* [Work request]
Please copy exactly the lines from the top of the data through the line containing "use crate::core::operation::OperationCategory;", and nothing else.

Available records START

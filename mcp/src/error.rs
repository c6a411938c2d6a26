//! Probe error types.
//!
//! [`ClientError`] is the raw failure produced by the protocol client seam.
//! [`ErrorDescriptor`] is what callers see: a closed [`ErrorKind`], a message,
//! structured details and a suggestion derived from the kind. [`normalize`]
//! is the only place that maps one to the other.

use std::{borrow::Cow, fmt, time::Duration};

use serde::{Deserialize, Serialize};
use serde_json::{Map, Value};
use thiserror::Error;

use crate::core::operation::OperationCategory;

pub type ClientResult<T> = Result<T, ClientError>;

/// JSON-RPC codes the normalizer understands.
const INVALID_PARAMS: i32 = -32602;
const RESOURCE_NOT_FOUND: i32 = -32002;

/// Raw failure reported by the protocol client.
#[derive(Debug, Clone, Error)]
pub enum ClientError {
    /// The target answered with a JSON-RPC error object.
    #[error("{message} (code {code})")]
    Rejected {
        code: i32,
        message: String,
        data: Option<Value>,
    },

    /// The target ran the tool and flagged the result with `isError`.
    #[error("{message}")]
    ToolFailed { message: String, result: Value },

    #[error("Transport closed: {0}")]
    TransportClosed(String),

    #[error("Transport error: {0}")]
    Transport(String),

    #[error("Request timed out after {0:?}")]
    Timeout(Duration),

    #[error("Request cancelled: {0}")]
    Cancelled(String),

    /// The session could not be opened (spawn, handshake, bad target).
    #[error("{0}")]
    Open(String),

    #[error("Unexpected response: {0}")]
    Unexpected(String),

    /// The client adapter panicked while serving the request.
    #[error("Protocol client panicked: {0}")]
    Panic(String),
}

impl From<rmcp::ServiceError> for ClientError {
    fn from(err: rmcp::ServiceError) -> Self {
        match err {
            rmcp::ServiceError::McpError(data) => ClientError::Rejected {
                code: data.code.0,
                message: data.message.to_string(),
                data: data.data,
            },
            rmcp::ServiceError::TransportClosed => {
                ClientError::TransportClosed("connection to target closed".to_string())
            }
            rmcp::ServiceError::Timeout { timeout } => ClientError::Timeout(timeout),
            rmcp::ServiceError::Cancelled { reason } => {
                ClientError::Cancelled(reason.unwrap_or_else(|| "no reason given".to_string()))
            }
            rmcp::ServiceError::UnexpectedResponse => {
                ClientError::Unexpected("response type did not match request".to_string())
            }
            other => ClientError::Transport(other.to_string()),
        }
    }
}

/// Closed error taxonomy. Callers branch on this, never on message text.
#[derive(Debug, Clone, Copy, PartialEq, Eq, Hash, Serialize, Deserialize)]
#[serde(rename_all = "snake_case")]
pub enum ErrorKind {
    NotConnected,
    ConnectionFailed,
    ToolNotFound,
    ResourceNotFound,
    PromptNotFound,
    InvalidArguments,
    ExecutionError,
    Timeout,
    TransportError,
}

impl ErrorKind {
    pub fn as_str(&self) -> &'static str {
        match self {
            ErrorKind::NotConnected => "not_connected",
            ErrorKind::ConnectionFailed => "connection_failed",
            ErrorKind::ToolNotFound => "tool_not_found",
            ErrorKind::ResourceNotFound => "resource_not_found",
            ErrorKind::PromptNotFound => "prompt_not_found",
            ErrorKind::InvalidArguments => "invalid_arguments",
            ErrorKind::ExecutionError => "execution_error",
            ErrorKind::Timeout => "timeout",
            ErrorKind::TransportError => "transport_error",
        }
    }

    /// Next step for an automated caller. Depends on the kind alone.
    pub fn suggestion(&self) -> &'static str {
        match self {
            ErrorKind::NotConnected => "Connect to a target first with connect_to_server",
            ErrorKind::ConnectionFailed => {
                "Check that the target URL or command is correct and that the server is running"
            }
            ErrorKind::ToolNotFound => "Call list_tools to see the available tool names",
            ErrorKind::ResourceNotFound => "Call list_resources to see the available resource URIs",
            ErrorKind::PromptNotFound => "Call list_prompts to see the available prompt names",
            ErrorKind::InvalidArguments => {
                "Compare the arguments with the input schema reported by list_tools or list_prompts"
            }
            ErrorKind::ExecutionError => {
                "The target ran the operation and it failed; inspect details.error for the target's message"
            }
            ErrorKind::Timeout => {
                "The target did not answer in time; retry or raise MCP_PROBE_OPERATION_TIMEOUT / MCP_PROBE_CONNECT_TIMEOUT"
            }
            ErrorKind::TransportError => {
                "The connection to the target was lost; reconnect with connect_to_server"
            }
        }
    }
}

impl fmt::Display for ErrorKind {
    fn fmt(&self, f: &mut fmt::Formatter<'_>) -> fmt::Result {
        f.write_str(self.as_str())
    }
}

/// Structured, self-contained error returned to callers.
#[derive(Debug, Clone, PartialEq, Serialize, Deserialize)]
pub struct ErrorDescriptor {
    pub kind: ErrorKind,
    pub message: String,
    pub details: Map<String, Value>,
    pub suggestion: Option<String>,
}

impl ErrorDescriptor {
    pub fn new(kind: ErrorKind, message: impl Into<String>) -> Self {
        Self {
            kind,
            message: message.into(),
            details: Map::new(),
            suggestion: Some(kind.suggestion().to_string()),
        }
    }

    #[must_use]
    pub fn with_detail(mut self, key: impl Into<String>, value: impl Into<Value>) -> Self {
        self.details.insert(key.into(), value.into());
        self
    }

    #[must_use]
    pub fn with_details(mut self, details: Map<String, Value>) -> Self {
        self.details.extend(details);
        self
    }

    pub fn not_connected() -> Self {
        Self::new(ErrorKind::NotConnected, "Not connected to any MCP server")
    }
}

impl fmt::Display for ErrorDescriptor {
    fn fmt(&self, f: &mut fmt::Formatter<'_>) -> fmt::Result {
        write!(f, "{}: {}", self.kind, self.message)
    }
}

/// Where a failure happened.
#[derive(Debug, Clone, Copy, PartialEq, Eq)]
pub enum Stage {
    Connect,
    Operation(OperationCategory),
}

/// Everything that can go wrong before the normalizer sees it.
#[derive(Debug, Clone)]
pub enum Failure {
    NoSession,
    /// The probe's own deadline fired; the channel itself may be fine.
    DeadlineExceeded(Duration),
    Client(ClientError),
}

impl From<ClientError> for Failure {
    fn from(err: ClientError) -> Self {
        Failure::Client(err)
    }
}

/// Context fields attached to the descriptor (target, tool name, ...).
#[derive(Debug, Clone)]
pub struct FailureContext {
    pub stage: Stage,
    pub details: Map<String, Value>,
}

impl FailureContext {
    pub fn new(stage: Stage) -> Self {
        Self {
            stage,
            details: Map::new(),
        }
    }

    #[must_use]
    pub fn with(mut self, key: impl Into<String>, value: impl Into<Value>) -> Self {
        self.details.insert(key.into(), value.into());
        self
    }
}

/// Map a failure to its descriptor. Pure and deterministic.
pub fn normalize(context: &FailureContext, failure: &Failure) -> ErrorDescriptor {
    let descriptor = match failure {
        Failure::NoSession => ErrorDescriptor::not_connected(),
        Failure::DeadlineExceeded(limit) => timeout_descriptor(context.stage, *limit),
        Failure::Client(err) => match context.stage {
            Stage::Connect => connect_failure(err),
            Stage::Operation(category) => operation_failure(category, err),
        },
    };
    descriptor.with_details(context.details.clone())
}

fn timeout_descriptor(stage: Stage, limit: Duration) -> ErrorDescriptor {
    let message = match stage {
        Stage::Connect => format!("Connection timed out after {:.1}s", limit.as_secs_f64()),
        Stage::Operation(category) => format!(
            "{} timed out after {:.1}s",
            category.label(),
            limit.as_secs_f64()
        ),
    };
    ErrorDescriptor::new(ErrorKind::Timeout, message).with_detail("timeoutSecs", limit.as_secs_f64())
}

fn connect_failure(err: &ClientError) -> ErrorDescriptor {
    if let ClientError::Timeout(limit) = err {
        return timeout_descriptor(Stage::Connect, *limit);
    }
    ErrorDescriptor::new(
        ErrorKind::ConnectionFailed,
        format!("Failed to connect: {}", err),
    )
    .with_detail("error", err.to_string())
}

fn operation_failure(category: OperationCategory, err: &ClientError) -> ErrorDescriptor {
    let kind = match err {
        ClientError::Timeout(limit) => {
            return timeout_descriptor(Stage::Operation(category), *limit)
                .with_detail("error", err.to_string());
        }
        ClientError::TransportClosed(_)
        | ClientError::Transport(_)
        | ClientError::Cancelled(_)
        | ClientError::Open(_) => ErrorKind::TransportError,
        ClientError::Rejected { code, message, .. } => classify_rejection(category, *code, message),
        ClientError::ToolFailed { message, .. } => classify_rejection(category, 0, message),
        ClientError::Unexpected(_) | ClientError::Panic(_) => ErrorKind::ExecutionError,
    };

    let mut descriptor = ErrorDescriptor::new(
        kind,
        format!("{} failed: {}", category.label(), err),
    )
    .with_detail("error", err.to_string());

    match err {
        ClientError::Rejected { code, data, .. } => {
            descriptor = descriptor.with_detail("errorCode", *code);
            if let Some(data) = data {
                descriptor = descriptor.with_detail("errorData", data.clone());
            }
        }
        ClientError::ToolFailed { result, .. } => {
            descriptor = descriptor.with_detail("targetResult", result.clone());
        }
        _ => {}
    }
    descriptor
}

fn classify_rejection(category: OperationCategory, code: i32, message: &str) -> ErrorKind {
    let text = message.to_lowercase();

    if let Some(not_found) = category.not_found_kind() {
        let noun = category.noun();
        let says_missing = text.contains("not found")
            || text.contains("does not exist")
            || text.contains(&format!("unknown {}", noun))
            || text.contains(&format!("no {}", noun));
        if says_missing || (code == RESOURCE_NOT_FOUND && category == OperationCategory::ResourceRead)
        {
            return not_found;
        }
    }

    if category.takes_arguments()
        && (code == INVALID_PARAMS
            || ["argument", "parameter", "validation"]
                .iter()
                .any(|word| text.contains(word)))
    {
        return ErrorKind::InvalidArguments;
    }

    ErrorKind::ExecutionError
}

/// Text of a panic payload, for [`ClientError::Panic`].
pub(crate) fn panic_message(payload: &(dyn std::any::Any + Send)) -> Cow<'static, str> {
    if let Some(s) = payload.downcast_ref::<&'static str>() {
        Cow::Borrowed(s)
    } else if let Some(s) = payload.downcast_ref::<String>() {
        Cow::Owned(s.clone())
    } else {
        Cow::Borrowed("unknown panic payload")
    }
}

Available records END

* [Solution to this exercise]
filename mcp/src/error.rs
repository c6a411938c2d6a26
//! Probe error types.
//!
//! [`ClientError`] is the raw failure produced by the protocol client seam.
//! [`ErrorDescriptor`] is what callers see: a closed [`ErrorKind`], a message,
//! structured details and a suggestion derived from the kind. [`normalize`]
//! is the only place that maps one to the other.

use std::{borrow::Cow, fmt, time::Duration};

use serde::{Deserialize, Serialize};
use serde_json::{Map, Value};
use thiserror::Error;

use crate::core::operation::OperationCategory;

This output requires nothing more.